Initializing a table of delegates with no-op stubs
Rainer Schuetze
r.sagitario at gmx.de
Mon Jan 13 22:43:22 UTC 2020
On 13/01/2020 19:06, H. S. Teoh wrote:
> On Sat, Jan 11, 2020 at 09:51:24AM -0500, Steven Schveighoffer via Digitalmars-d wrote:
>> On 1/11/20 4:40 AM, Rainer Schuetze wrote:
> [...]
>>> void noop(int) {}
>>>
>>> enum void delegate(int) dg_noop = (int x){ noop(x); };
>>
>> No need for the function call
>>
>> enum void delegate(int) dg_noop = (int x) {};
> [...]
>
> Mmm, very nice!

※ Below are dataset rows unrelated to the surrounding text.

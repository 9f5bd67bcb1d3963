//! Derivation of the CREATE2 salt used by the proxy factory
//!
//! The factory computes `salt = keccak256(keccak256(initializer) ‖ uint256(nonce))`,
//! binding the proxy address to both its setup call and the caller's nonce.

use alloc::collections::BTreeMap;
use alloy_primitives::{keccak256, B256, U256};

use crate::errors::CreationError;

/// Compute the salt from the hash of the initializer and the nonce
///
/// This computes H(H(initializer) || nonce)
pub fn salt_from_initializer_hash(initializer_hash: B256, nonce: U256) -> B256 {
    let nonce_bytes = nonce.to_be_bytes::<{ U256::BYTES }>();
    let preimage = [initializer_hash.as_slice(), nonce_bytes.as_slice()].concat();
    keccak256(&preimage)
}

/// Compute the salt the factory uses for the given initializer and nonce
pub fn derive_salt(initializer: &[u8], nonce: U256) -> B256 {
    salt_from_initializer_hash(keccak256(initializer), nonce)
}

/// The inputs a salt was planned from
#[derive(Debug, Clone, Copy, PartialEq, Eq)]
pub struct PlannedSalt {
    /// The hash of the initializer
    pub initializer_hash: B256,
    /// The factory nonce
    pub nonce: U256,
}

/// Tracks the salts of a set of planned creations
///
/// Planning the same (initializer, nonce) pair twice is allowed and reported,
/// but two distinct pairs resolving to one salt are a planning error.
#[derive(Debug, Clone, Default)]
pub struct SaltLedger {
    /// The planned inputs, keyed by salt
    planned: BTreeMap<B256, PlannedSalt>,
}

impl SaltLedger {
    /// An empty ledger
    pub fn new() -> Self {
        Self::default()
    }

    /// The number of distinct salts in the ledger
    pub fn len(&self) -> usize {
        self.planned.len()
    }

    /// Whether the ledger is empty
    pub fn is_empty(&self) -> bool {
        self.planned.is_empty()
    }

    /// Record a planned creation, returning whether its salt is new to the ledger
    pub fn record(&mut self, initializer_hash: B256, nonce: U256) -> Result<bool, CreationError> {
        let salt = salt_from_initializer_hash(initializer_hash, nonce);
        self.insert(salt, PlannedSalt { initializer_hash, nonce })
    }

    /// Insert the inputs for a salt, rejecting a salt already held by other inputs
    fn insert(&mut self, salt: B256, plan: PlannedSalt) -> Result<bool, CreationError> {
        match self.planned.get(&salt) {
            Some(existing) if *existing == plan => Ok(false),
            Some(_) => Err(CreationError::SaltCollision { salt }),
            None => {
                self.planned.insert(salt, plan);
                Ok(true)
            }
        }
    }
}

Kind of a weird paraphrasis, but at least it works. To
> minimize hassle, I turned it into a template:
>
> enum void delegate(Args) doNothing(Args...) = (Args args) {};
>
> struct S {
> void delegate(int x) dg1 = doNothing!(int);
> void delegate(float y) dg2 = doNothing!(float);
> void delegate(int x, int y) dg3 = doNothing!(int,int);
> }
>
> Do you think the first line is worth an addition to Phobos, maybe
> alongside toDelegate? It's non-obvious enough that it might save a
> newbie (or a not-so-newbie like myself :-P) a lot of headache.
>
I think it's a bug in the compiler. If you can assign an enum value, why
should the value itself not be good enough aswell?